Word for word, copy the records that follow.

Stored records:
•••

//! Update history: one row per mutation, written in the same transaction.

use rusqlite::{Connection, Result};
use serde::Serialize;

/// What happened to an entity.
#[derive(Debug, Clone, Copy, PartialEq, Eq, Serialize)]
#[serde(rename_all = "snake_case")]
pub enum Action {
    ProjectCreated,
    ProjectUpdated,
    ProjectStatusChanged,
    ContextCreated,
    ContextUpdated,
    SystemRegistered,
    SystemUpdated,
}

impl Action {
    #[must_use]
    pub const fn as_str(&self) -> &'static str {
        match self {
            Self::ProjectCreated => "project_created",
            Self::ProjectUpdated => "project_updated",
            Self::ProjectStatusChanged => "project_status_changed",
            Self::ContextCreated => "context_created",
            Self::ContextUpdated => "context_updated",
            Self::SystemRegistered => "system_registered",
            Self::SystemUpdated => "system_updated",
        }
    }

    fn parse(s: &str) -> Option<Self> {
        Some(match s {
            "project_created" => Self::ProjectCreated,
            "project_updated" => Self::ProjectUpdated,
            "project_status_changed" => Self::ProjectStatusChanged,
            "context_created" => Self::ContextCreated,
            "context_updated" => Self::ContextUpdated,
            "system_registered" => Self::SystemRegistered,
            "system_updated" => Self::SystemUpdated,
            _ => return None,
        })
    }
}

/// A row of `update_history`.
#[derive(Debug, Clone, Serialize)]
pub struct HistoryEntry {
    pub id: i64,
    pub entity_type: String,
    pub entity_id: String,
    pub action: Action,
    pub old_value: Option<String>,
    pub new_value: Option<String>,
    pub user_note: Option<String>,
    pub created_at: i64,
}

impl HistoryEntry {
    /// New entry; the id is assigned on insert.
    #[must_use]
    pub fn new(entity_type: &str, entity_id: &str, action: Action) -> Self {
        Self {
            id: 0,
            entity_type: entity_type.to_string(),
            entity_id: entity_id.to_string(),
            action,
            old_value: None,
            new_value: None,
            user_note: None,
            created_at: chrono::Utc::now().timestamp_millis(),
        }
    }

    #[must_use]
    pub fn with_values(mut self, old: Option<String>, new: Option<String>) -> Self {
        self.old_value = old;
        self.new_value = new;
        self
    }

    #[must_use]
    pub fn with_note(mut self, note: Option<&str>) -> Self {
        self.user_note = note.map(ToString::to_string);
        self
    }
}

/// Side effects collected while a mutation runs.
#[derive(Debug)]
pub struct MutationContext {
    pub op_name: String,
    pub entries: Vec<HistoryEntry>,
}

impl MutationContext {
    #[must_use]
    pub fn new(op_name: &str) -> Self {
        Self {
            op_name: op_name.to_string(),
            entries: Vec::new(),
        }
    }

    pub fn record(&mut self, entity_type: &str, entity_id: impl ToString, action: Action) {
        self.entries
            .push(HistoryEntry::new(entity_type, &entity_id.to_string(), action));
    }

    pub fn record_change(
        &mut self,
        entity_type: &str,
        entity_id: impl ToString,
        action: Action,
        old_value: Option<String>,
        new_value: Option<String>,
        note: Option<&str>,
    ) {
        self.entries.push(
            HistoryEntry::new(entity_type, &entity_id.to_string(), action)
                .with_values(old_value, new_value)
                .with_note(note),
        );
    }
}

/// Insert a history row.
///
/// # Errors
///
/// Returns an error if the insert fails.
pub fn insert_entry(conn: &Connection, entry: &HistoryEntry) -> Result<i64> {
    conn.execute(
        "INSERT INTO update_history (entity_type, entity_id, action, old_value, new_value, user_note, created_at)
         VALUES (?1, ?2, ?3, ?4, ?5, ?6, ?7)",
        rusqlite::params![
            entry.entity_type,
            entry.entity_id,
            entry.action.as_str(),
            entry.old_value,
            entry.new_value,
            entry.user_note,
            entry.created_at,
        ],
    )?;
    Ok(conn.last_insert_rowid())
}

/// History for one entity, newest first.
///
/// # Errors
///
/// Returns an error if the query fails.
pub fn get_entries(
    conn: &Connection,
    entity_type: &str,
    entity_id: &str,
    limit: Option<u32>,
) -> Result<Vec<HistoryEntry>> {
    let limit = limit.unwrap_or(100);
    let mut stmt = conn.prepare(
        "SELECT id, entity_type, entity_id, action, old_value, new_value, user_note, created_at
         FROM update_history
         WHERE entity_type = ?1 AND entity_id = ?2
         ORDER BY created_at DESC, id DESC
         LIMIT ?3",
    )?;

    let rows = stmt.query_map(rusqlite::params![entity_type, entity_id, limit], |row| {
        let action: String = row.get(3)?;
        let action = Action::parse(&action).ok_or_else(|| {
            rusqlite::Error::FromSqlConversionFailure(
                3,
                rusqlite::types::Type::Text,
                format!("unknown history action: {action}").into(),
            )
        })?;
        Ok(HistoryEntry {
            id: row.get(0)?,
            entity_type: row.get(1)?,
            entity_id: row.get(2)?,
            action,
            old_value: row.get(4)?,
            new_value: row.get(5)?,
            user_note: row.get(6)?,
            created_at: row.get(7)?,
        })
    })?;

    rows.collect()
}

•••

## Exercise answer
//! Update history: one row per mutation, written in the same transaction.

use rusqlite::{Connection, Result};
use serde::Serialize;

/// What happened to an entity.
#[derive(Debug, Clone, Copy, PartialEq, Eq, Serialize)]
#[serde(rename_all = "snake_case")]
pub enum Action {
    ProjectCreated,
    ProjectUpdated,
    ProjectStatusChanged,
    ContextCreated,
    ContextUpdated,
    SystemRegistered,
    SystemUpdated,
}

impl Action {
    #[must_use]
    pub const fn as_str(&self) -> &'static str {
        match self {
            Self::ProjectCreated => "project_created",
            Self::ProjectUpdated => "project_updated",
            Self::ProjectStatusChanged => "project_status_changed",
            Self::ContextCreated => "context_created",
            Self::ContextUpdated => "context_updated",
            Self::SystemRegistered => "system_registered",
            Self::SystemUpdated => "system_updated",
        }
    }

    fn parse(s: &str) -> Option<Self> {
        Some(match s {
            "project_created" => Self::ProjectCreated,
            "project_updated" => Self::ProjectUpdated,
            "project_status_changed" => Self::ProjectStatusChanged,
            "context_created" => Self::ContextCreated,
            "context_updated" => Self::ContextUpdated,
            "system_registered" => Self::SystemRegistered,
            "system_updated" => Self::SystemUpdated,
            _ => return None,
        })
    }
}

/// A row of `update_history`.
#[derive(Debug, Clone, Serialize)]
pub struct HistoryEntry {
    pub id: i64,
    pub entity_type: String,
    pub entity_id: String,
    pub action: Action,
    pub old_value: Option<String>,
    pub new_value: Option<String>,
    pub user_note: Option<String>,
    pub created_at: i64,
}

impl HistoryEntry {
    /// New entry; the id is assigned on insert.
    #[must_use]
    pub fn new(entity_type: &str, entity_id: &str, action: Action) -> Self {
        Self {
            id: 0,
            entity_type: entity_type.to_string(),
            entity_id: entity_id.to_string(),
            action,
            old_value: None,
            new_value: None,
            user_note: None,
            created_at: chrono::Utc::now().timestamp_millis(),
        }
    }

    #[must_use]
    pub fn with_values(mut self, old: Option<String>, new: Option<String>) -> Self {
        self.old_value = old;
        self.new_value = new;
        self
    }

    #[must_use]
    pub fn with_note(mut self, note: Option<&str>) -> Self {
        self.user_note = note.map(ToString::to_string);
        self
    }
}

/// Side effects collected while a mutation runs.
#[derive(Debug)]
pub struct MutationContext {
    pub op_name: String,
    pub entries: Vec<HistoryEntry>,
}

impl MutationContext {
    #[must_use]
    pub fn new(op_name: &str) -> Self {
        Self {
            op_name: op_name.to_string(),
            entries: Vec::new(),
        }
    }

    pub fn record(&mut self, entity_type: &str, entity_id: impl ToString, action: Action) {
        self.entries
            .push(HistoryEntry::new(entity_type, &entity_id.to_string(), action));
    }

    pub fn record_change(
        &mut self,
        entity_type: &str,
        entity_id: impl ToString,
        action: Action,
        old_value: Option<String>,
        new_value: Option<String>,
        note: Option<&str>,
    ) {
        self.entries.push(
            HistoryEntry::new(entity_type, &entity_id.to_string(), action)
                .with_values(old_value, new_value)
                .with_note(note),
        );
    }
}

/// Insert a history row.
///
/// # Errors
///
/// Returns an error if the insert fails.
pub fn insert_entry(conn: &Connection, entry: &HistoryEntry) -> Result<i64> {
    conn.execute(
        "INSERT INTO update_history (entity_type, entity_id, action, old_value, new_value, user_note, created_at)
         VALUES (?1, ?2, ?3, ?4, ?5, ?6, ?7)",
        rusqlite::params![
            entry.entity_type,
            entry.entity_id,
            entry.action.as_str(),
            entry.old_value,
            entry.new_value,
            entry.user_note,
            entry.created_at,
        ],
    )?;
    Ok(conn.last_insert_rowid())
}

/// History for one entity, newest first.
///
/// # Errors
///
/// Returns an error if the query fails.
pub fn get_entries(
    conn: &Connection,
    entity_type: &str,
    entity_id: &str,
    limit: Option<u32>,
) -> Result<Vec<HistoryEntry>> {
    let limit = limit.unwrap_or(100);
    let mut stmt = conn.prepare(
        "SELECT id, entity_type, entity_id, action, old_value, new_value, user_note, created_at
         FROM update_history
         WHERE entity_type = ?1 AND entity_id = ?2
         ORDER BY created_at DESC, id DESC
         LIMIT ?3",
    )?;

    let rows = stmt.query_map(rusqlite::params![entity_type, entity_id, limit], |row| {
        let action: String = row.get(3)?;
        let action = Action::parse(&action).ok_or_else(|| {
            rusqlite::Error::FromSqlConversionFailure(
                3,
                rusqlite::types::Type::Text,
                format!("unknown history action: {action}").into(),
            )
        })?;
        Ok(HistoryEntry {
            id: row.get(0)?,
            entity_type: row.get(1)?,
            entity_id: row.get(2)?,
            action,
            old_value: row.get(4)?,
            new_value: row.get(5)?,
            user_note: row.get(6)?,
            created_at: row.get(7)?,
        })
    })?;

    rows.collect()
}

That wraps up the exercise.